Tooth-derived bone graft material, which is proved to be rich in bone growth factors and bone morphogenic proteins (BMPs), have been becoming a practical substitute to bone grafting. It can also be used as a carrier for growth factors and stem cells as reported in many recent studies. Autogenous-tooth bone grafting technique is significant as this biomaterial has excellent bone regeneration capacity and also relatively non-existent chances of antigenicity, genetic diseases and disease transmission. In this article, a broad overview of the published findings with regard to the properties and uses of tooth-derived regenerative bone grafting is discussed.

Keywords: Auto-tooth bone graft, biomaterial, osteoconduction, osteoinduction


How to cite this article:
Sarala C, Chauhan M, Sandhya P S, Dharmendra C H, Mitra N. Autogenous tooth bone graft: Ingenious bone regeneration material.
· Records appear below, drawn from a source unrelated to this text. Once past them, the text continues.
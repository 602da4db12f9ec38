// ABOUTME: OpenRouter chat-completions provider for plan generation
// ABOUTME: Classifies provider failures into the unavailable/misconfigured/malformed taxonomy
//
// SPDX-License-Identifier: MIT OR Apache-2.0
// Copyright (c) 2025 Athletica

//! # OpenRouter Provider
//!
//! Implementation of [`PlanGenerator`] against OpenRouter's OpenAI-compatible
//! chat-completions API.
//!
//! ## Configuration
//!
//! - `OPENROUTER_API_KEY` (required): API key from <https://openrouter.ai/keys>
//! - `OPENROUTER_MODEL`: model slug (default: `anthropic/claude-3.5-haiku`)
//! - `OPENROUTER_BASE_URL`: API base (default: `https://openrouter.ai/api/v1`)
//! - `OPENROUTER_TIMEOUT_SECS`: per-request timeout (default: 120)

use std::time::Duration;

use async_trait::async_trait;
use reqwest::{Client, StatusCode};
use serde::{Deserialize, Serialize};
use tracing::{debug, error, instrument};

use super::prompts::{build_plan_prompt, SYSTEM_PROMPT};
use super::{parse_plan_response, PlanGenerator};
use crate::errors::{AppError, AppResult};
use crate::models::{DayDescriptor, GenerationProfile, RecordInput};

/// Environment variable for the OpenRouter API key
const OPENROUTER_API_KEY_ENV: &str = "OPENROUTER_API_KEY";

/// Default model used for generation
const DEFAULT_MODEL: &str = "anthropic/claude-3.5-haiku";

/// Base URL for the OpenRouter API
const API_BASE_URL: &str = "https://openrouter.ai/api/v1";

/// Default per-request timeout in seconds; generation latency is highly
/// variable, the UI applies its own shorter bound.
const DEFAULT_TIMEOUT_SECS: u64 = 120;

/// Sampling temperature for plan generation
const TEMPERATURE: f32 = 0.7;

/// Token budget large enough for 70 day descriptions
const MAX_TOKENS: u32 = 16_000;

// ============================================================================
// API Request/Response Types (OpenAI-compatible format)
// ============================================================================

#[derive(Debug, Serialize)]
struct ChatCompletionRequest {
    model: String,
    messages: Vec<ChatCompletionMessage>,
    temperature: f32,
    max_tokens: u32,
}

#[derive(Debug, Serialize)]
struct ChatCompletionMessage {
    role: &'static str,
    content: String,
}

#[derive(Debug, Deserialize)]
struct ChatCompletionResponse {
    #[serde(default)]
    choices: Vec<ChatCompletionChoice>,
}

#[derive(Debug, Deserialize)]
struct ChatCompletionChoice {
    message: ChatCompletionResponseMessage,
}

#[derive(Debug, Deserialize)]
struct ChatCompletionResponseMessage {
    content: Option<String>,
}

// ============================================================================
// Provider
// ============================================================================

/// OpenRouter provider configuration
#[derive(Debug, Clone)]
pub struct OpenRouterConfig {
    /// API key (required)
    pub api_key: String,
    /// API base URL
    pub base_url: String,
    /// Model slug
    pub model: String,
    /// Per-request timeout
    pub timeout: Duration,
}

/// OpenRouter plan-generation provider
#[derive(Debug)]
pub struct OpenRouterProvider {
    client: Client,
    config: OpenRouterConfig,
}

impl OpenRouterProvider {
    /// Create a provider from explicit configuration
    ///
    /// # Errors
    ///
    /// Returns `AI_SERVICE_MISCONFIGURED` when the API key is empty, or a
    /// config error if the HTTP client cannot be built.
    pub fn new(config: OpenRouterConfig) -> AppResult<Self> {
        if config.api_key.is_empty() {
            return Err(AppError::ai_misconfigured(format!(
                "{OPENROUTER_API_KEY_ENV} not configured"
            )));
        }
        let client = Client::builder()
            .timeout(config.timeout)
            .build()
            .map_err(|e| AppError::config(format!("Failed to build HTTP client: {e}")))?;
        Ok(Self { client, config })
    }

    /// Create a provider from environment variables
    ///
    /// # Errors
    ///
    /// Returns `AI_SERVICE_MISCONFIGURED` when `OPENROUTER_API_KEY` is not set.
    pub fn from_env() -> AppResult<Self> {
        let api_key = std::env::var(OPENROUTER_API_KEY_ENV).map_err(|_| {
            AppError::ai_misconfigured(format!("{OPENROUTER_API_KEY_ENV} not configured"))
        })?;
        let base_url =
            std::env::var("OPENROUTER_BASE_URL").unwrap_or_else(|_| API_BASE_URL.to_owned());
        let model = std::env::var("OPENROUTER_MODEL").unwrap_or_else(|_| DEFAULT_MODEL.to_owned());
        let timeout = std::env::var("OPENROUTER_TIMEOUT_SECS")
            .ok()
            .and_then(|v| v.parse().ok())
            .map_or(Duration::from_secs(DEFAULT_TIMEOUT_SECS), Duration::from_secs);

        Self::new(OpenRouterConfig {
            api_key,
            base_url,
            model,
            timeout,
        })
    }

    /// Classify a non-success provider status into the AI failure taxonomy
    fn classify_error_status(status: StatusCode, body: &str) -> AppError {
        let snippet: String = body.chars().take(200).collect();
        match status.as_u16() {
            // Rate limiting and unavailability are retryable later
            429 | 503 => AppError::ai_unavailable(),
            // Rejected credentials are operational, not user-fixable
            401 | 403 => {
                AppError::ai_misconfigured(format!("OpenRouter rejected credentials: {snippet}"))
            }
            _ => AppError::ai_service(format!("OpenRouter API error ({status}): {snippet}")),
        }
    }
}

#[async_trait]
impl PlanGenerator for OpenRouterProvider {
    #[instrument(skip_all, fields(model = %self.config.model))]
    async fn generate_plan(
        &self,
        profile: &GenerationProfile,
        personal_records: &[RecordInput],
    ) -> AppResult<Vec<DayDescriptor>> {
        let request = ChatCompletionRequest {
            model: self.config.model.clone(),
            messages: vec![
                ChatCompletionMessage {
                    role: "system",
                    content: SYSTEM_PROMPT.to_owned(),
                },
                ChatCompletionMessage {
                    role: "user",
                    content: build_plan_prompt(profile, personal_records),
                },
            ],
            temperature: TEMPERATURE,
            max_tokens: MAX_TOKENS,
        };

        debug!("Requesting plan generation from OpenRouter");

        let response = self
            .client
            .post(format!("{}/chat/completions", self.config.base_url))
            .header("Authorization", format!("Bearer {}", self.config.api_key))
            .header("HTTP-Referer", "https://athletica.app")
            .header("X-Title", "Athletica Training Plans")
            .json(&request)
            .send()
            .await
            .map_err(|e| {
                error!("Failed to reach OpenRouter: {e}");
                if e.is_timeout() || e.is_connect() {
                    AppError::ai_unavailable()
                } else {
                    AppError::ai_service(format!("Failed to send request: {e}"))
                }
            })?;

        let status = response.status();
        let body = response
            .text()
            .await
            .map_err(|e| AppError::ai_service(format!("Failed to read response: {e}")))?;

        if !status.is_success() {
            error!("OpenRouter API error: {status}");
            return Err(Self::classify_error_status(status, &body));
        }

        let completion: ChatCompletionResponse = serde_json::from_str(&body).map_err(|e| {
            error!("Unparseable OpenRouter envelope: {e}");
            AppError::ai_malformed(format!("Invalid AI response format: {e}"))
        })?;

        let content = completion
            .choices
            .into_iter()
            .next()
            .and_then(|c| c.message.content)
            .ok_or_else(|| AppError::ai_malformed("Invalid AI response format: no choices"))?;

        parse_plan_response(&content).inspect_err(|_| {
            // Logged with enough context to replay the parse offline.
            error!(
                content = %content.chars().take(500).collect::<String>(),
                "AI returned a malformed plan payload"
            );
        })
    }
}
// ABOUTME: HTTP route assembly and shared server resources
// ABOUTME: Wires plan, workout-day, profile, and health routes into one router
//
// SPDX-License-Identifier: MIT OR Apache-2.0
// Copyright (c) 2025 Athletica

//! # HTTP Routes
//!
//! REST API surface of the training-plan server:
//!
//! - `POST /api/training-plans/generate` submit the survey, generate a plan
//! - `GET /api/training-plans/active` active plan with completion stats
//! - `PATCH /api/workout-days/:id` toggle a day's completion
//! - `GET /api/profile`, `GET /api/personal-records` survey data readback
//! - `GET /health` liveness for load balancers
//!
//! All `/api` endpoints require JWT bearer authentication.

pub mod plans;
pub mod profile;
pub mod workout_days;

pub use plans::PlansRoutes;
pub use profile::ProfileRoutes;
pub use workout_days::WorkoutDaysRoutes;

use std::sync::Arc;

use axum::Router;
use tower_http::trace::TraceLayer;

use crate::auth::AuthManager;
use crate::config::ServerConfig;
use crate::database::Database;
use crate::llm::PlanGenerator;
use crate::middleware::setup_cors;

/// Shared state handed to every route handler
pub struct ServerResources {
    /// Database handle
    pub database: Database,
    /// JWT session authentication
    pub auth_manager: AuthManager,
    /// AI plan generation provider
    pub plan_generator: Arc<dyn PlanGenerator>,
    /// Server configuration
    pub config: ServerConfig,
}

/// Build the full application router
pub fn router(resources: Arc<ServerResources>) -> Router {
    let cors = setup_cors(&resources.config);

    Router::new()
        .merge(HealthRoutes::routes())
        .merge(PlansRoutes::routes(resources.clone()))
        .merge(WorkoutDaysRoutes::routes(resources.clone()))
        .merge(ProfileRoutes::routes(resources))
        .layer(TraceLayer::new_for_http())
        .layer(cors)
}

/// Health routes implementation
pub struct HealthRoutes;

impl HealthRoutes {
    /// Create all health check routes
    pub fn routes() -> Router {
        use axum::{routing::get, Json};

        async fn health_handler() -> Json<serde_json::Value> {
            Json(serde_json::json!({
                "status": "healthy",
                "timestamp": chrono::Utc::now().to_rfc3339()
            }))
        }

        Router::new().route("/health", get(health_handler))
    }
}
Indian J Dent Sci 2018;10:56-9

How to cite this URL:
Sarala C, Chauhan M, Sandhya P S, Dharmendra C H, Mitra N. Autogenous tooth bone graft: Ingenious bone regeneration material. Indian J Dent Sci [serial online] 2018 [cited 2018 May 20];10:56-9. Available from: http://www.ijds.in/text.asp?2018/10/1/56/225783


  Introduction Top


The postextraction bone loss is a physiological phenomenon which will take place with alveolar resorption and the subsequent formation of bone within the socket follows osteoblastic differentiation of osteoprogenitor cells.[1] Bone resorption will cause loss of the socket width that hampers the native alveolar ridge contour.[2]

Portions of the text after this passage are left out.